- _About this task_:
Write out, without any change, the lines in the material below that run from the line with "use crate::exit_codes;" through the line with "a non-zero status.", both included.

- _Data in this exercise_:
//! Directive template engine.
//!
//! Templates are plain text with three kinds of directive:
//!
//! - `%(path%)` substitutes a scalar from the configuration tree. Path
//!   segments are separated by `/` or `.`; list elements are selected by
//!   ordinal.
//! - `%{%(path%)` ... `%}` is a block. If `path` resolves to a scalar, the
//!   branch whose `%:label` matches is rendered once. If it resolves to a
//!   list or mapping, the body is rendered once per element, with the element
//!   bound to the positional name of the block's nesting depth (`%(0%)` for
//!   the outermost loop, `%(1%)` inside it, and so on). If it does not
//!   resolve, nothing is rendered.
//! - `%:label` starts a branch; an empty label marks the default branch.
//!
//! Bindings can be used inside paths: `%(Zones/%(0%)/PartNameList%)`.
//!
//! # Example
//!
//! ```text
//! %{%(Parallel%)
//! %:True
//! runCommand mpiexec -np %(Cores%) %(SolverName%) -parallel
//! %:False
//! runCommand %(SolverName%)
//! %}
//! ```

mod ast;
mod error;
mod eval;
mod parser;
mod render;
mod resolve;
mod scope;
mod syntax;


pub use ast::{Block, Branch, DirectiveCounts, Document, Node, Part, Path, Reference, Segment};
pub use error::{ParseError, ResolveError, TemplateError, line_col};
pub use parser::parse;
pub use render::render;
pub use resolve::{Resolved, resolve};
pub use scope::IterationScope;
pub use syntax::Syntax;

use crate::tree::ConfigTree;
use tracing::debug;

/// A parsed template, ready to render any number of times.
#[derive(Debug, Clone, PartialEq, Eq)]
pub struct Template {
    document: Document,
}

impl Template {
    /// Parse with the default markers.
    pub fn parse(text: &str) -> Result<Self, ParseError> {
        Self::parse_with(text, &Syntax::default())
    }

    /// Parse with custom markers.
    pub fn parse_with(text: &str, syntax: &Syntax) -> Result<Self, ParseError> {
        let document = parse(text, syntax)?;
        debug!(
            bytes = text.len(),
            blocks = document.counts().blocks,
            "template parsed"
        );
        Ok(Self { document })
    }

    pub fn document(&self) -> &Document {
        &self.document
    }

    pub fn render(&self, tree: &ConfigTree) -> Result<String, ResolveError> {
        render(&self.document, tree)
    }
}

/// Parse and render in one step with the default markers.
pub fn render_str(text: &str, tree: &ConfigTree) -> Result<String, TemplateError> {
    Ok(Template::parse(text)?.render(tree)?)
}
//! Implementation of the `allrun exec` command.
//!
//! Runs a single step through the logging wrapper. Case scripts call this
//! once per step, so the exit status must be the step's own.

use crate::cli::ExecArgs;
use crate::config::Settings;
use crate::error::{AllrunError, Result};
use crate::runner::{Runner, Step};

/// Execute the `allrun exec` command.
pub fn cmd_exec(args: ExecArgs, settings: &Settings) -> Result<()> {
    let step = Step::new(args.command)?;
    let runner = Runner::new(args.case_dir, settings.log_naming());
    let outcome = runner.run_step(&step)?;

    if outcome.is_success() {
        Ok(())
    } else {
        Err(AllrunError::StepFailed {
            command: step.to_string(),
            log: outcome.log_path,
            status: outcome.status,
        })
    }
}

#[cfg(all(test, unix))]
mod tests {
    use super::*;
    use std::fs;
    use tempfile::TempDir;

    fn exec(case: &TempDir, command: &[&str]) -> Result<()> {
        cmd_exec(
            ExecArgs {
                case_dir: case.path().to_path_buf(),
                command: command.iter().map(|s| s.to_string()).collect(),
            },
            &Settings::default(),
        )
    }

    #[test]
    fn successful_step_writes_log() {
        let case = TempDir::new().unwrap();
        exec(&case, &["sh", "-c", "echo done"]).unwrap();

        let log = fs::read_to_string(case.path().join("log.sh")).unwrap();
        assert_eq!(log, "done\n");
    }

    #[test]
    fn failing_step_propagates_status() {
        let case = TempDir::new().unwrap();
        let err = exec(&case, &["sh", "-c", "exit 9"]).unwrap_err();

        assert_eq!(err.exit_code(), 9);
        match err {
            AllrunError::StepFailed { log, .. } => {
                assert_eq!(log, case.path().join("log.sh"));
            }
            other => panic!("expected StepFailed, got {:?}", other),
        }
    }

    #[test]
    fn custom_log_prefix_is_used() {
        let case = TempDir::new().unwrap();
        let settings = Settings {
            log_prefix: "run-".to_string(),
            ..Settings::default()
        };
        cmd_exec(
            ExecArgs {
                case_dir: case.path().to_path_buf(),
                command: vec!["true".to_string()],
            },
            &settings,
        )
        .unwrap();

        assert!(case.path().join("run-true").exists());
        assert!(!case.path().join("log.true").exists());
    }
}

...

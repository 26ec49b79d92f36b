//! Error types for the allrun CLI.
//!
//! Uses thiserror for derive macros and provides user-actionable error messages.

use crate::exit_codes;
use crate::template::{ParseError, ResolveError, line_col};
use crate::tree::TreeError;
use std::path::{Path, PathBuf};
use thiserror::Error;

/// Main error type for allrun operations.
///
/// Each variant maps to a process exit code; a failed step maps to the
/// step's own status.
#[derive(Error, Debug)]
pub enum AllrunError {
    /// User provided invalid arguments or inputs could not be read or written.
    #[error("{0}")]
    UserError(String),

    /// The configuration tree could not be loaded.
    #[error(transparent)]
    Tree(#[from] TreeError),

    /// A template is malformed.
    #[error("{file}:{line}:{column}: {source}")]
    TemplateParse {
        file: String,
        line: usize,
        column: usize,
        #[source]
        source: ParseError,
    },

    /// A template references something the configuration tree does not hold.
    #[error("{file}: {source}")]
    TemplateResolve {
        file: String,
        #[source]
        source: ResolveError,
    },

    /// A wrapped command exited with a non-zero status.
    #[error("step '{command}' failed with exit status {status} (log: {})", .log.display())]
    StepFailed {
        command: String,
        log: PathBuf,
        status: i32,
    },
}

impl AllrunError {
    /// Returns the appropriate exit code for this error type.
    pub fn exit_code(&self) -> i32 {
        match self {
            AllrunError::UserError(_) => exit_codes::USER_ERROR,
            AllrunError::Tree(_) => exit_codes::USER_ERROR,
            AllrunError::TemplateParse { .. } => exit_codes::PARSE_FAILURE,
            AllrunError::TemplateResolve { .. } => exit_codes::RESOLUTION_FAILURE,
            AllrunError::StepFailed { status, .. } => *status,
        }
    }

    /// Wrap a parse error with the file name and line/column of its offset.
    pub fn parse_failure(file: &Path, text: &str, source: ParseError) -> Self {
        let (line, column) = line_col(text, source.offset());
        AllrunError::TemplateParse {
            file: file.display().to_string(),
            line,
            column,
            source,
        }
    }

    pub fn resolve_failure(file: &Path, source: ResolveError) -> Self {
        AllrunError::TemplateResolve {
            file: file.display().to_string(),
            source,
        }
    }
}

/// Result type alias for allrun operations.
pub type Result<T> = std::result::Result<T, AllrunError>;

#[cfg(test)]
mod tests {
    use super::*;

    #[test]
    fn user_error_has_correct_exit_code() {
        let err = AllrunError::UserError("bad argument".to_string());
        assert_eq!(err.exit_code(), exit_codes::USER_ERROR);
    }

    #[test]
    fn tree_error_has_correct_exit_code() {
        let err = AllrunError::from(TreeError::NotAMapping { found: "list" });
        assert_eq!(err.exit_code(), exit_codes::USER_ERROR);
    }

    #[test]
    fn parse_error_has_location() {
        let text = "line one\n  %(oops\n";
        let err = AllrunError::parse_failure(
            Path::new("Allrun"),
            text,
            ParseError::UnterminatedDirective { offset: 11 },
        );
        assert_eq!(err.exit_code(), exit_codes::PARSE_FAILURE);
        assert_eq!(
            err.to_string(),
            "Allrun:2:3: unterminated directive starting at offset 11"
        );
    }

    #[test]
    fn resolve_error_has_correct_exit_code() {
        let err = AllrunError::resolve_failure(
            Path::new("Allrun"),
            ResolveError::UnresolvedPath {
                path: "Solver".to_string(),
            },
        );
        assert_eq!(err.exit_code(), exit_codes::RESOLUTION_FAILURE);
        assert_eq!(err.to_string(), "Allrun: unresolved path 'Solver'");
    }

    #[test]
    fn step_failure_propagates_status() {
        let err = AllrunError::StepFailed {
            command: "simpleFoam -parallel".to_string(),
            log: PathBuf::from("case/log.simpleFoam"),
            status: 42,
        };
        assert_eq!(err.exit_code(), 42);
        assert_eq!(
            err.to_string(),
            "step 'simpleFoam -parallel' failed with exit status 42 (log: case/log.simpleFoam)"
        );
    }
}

- _Response area_:
use crate::exit_codes;
use crate::template::{ParseError, ResolveError, line_col};
use crate::tree::TreeError;
use std::path::{Path, PathBuf};
use thiserror::Error;

/// Main error type for allrun operations.
///
/// Each variant maps to a process exit code; a failed step maps to the
/// step's own status.
#[derive(Error, Debug)]
pub enum AllrunError {
    /// User provided invalid arguments or inputs could not be read or written.
    #[error("{0}")]
    UserError(String),

    /// The configuration tree could not be loaded.
    #[error(transparent)]
    Tree(#[from] TreeError),

    /// A template is malformed.
    #[error("{file}:{line}:{column}: {source}")]
    TemplateParse {
        file: String,
        line: usize,
        column: usize,
        #[source]
        source: ParseError,
    },

    /// A template references something the configuration tree does not hold.
    #[error("{file}: {source}")]
    TemplateResolve {
        file: String,
        #[source]
        source: ResolveError,
    },

    /// A wrapped command exited with a non-zero status.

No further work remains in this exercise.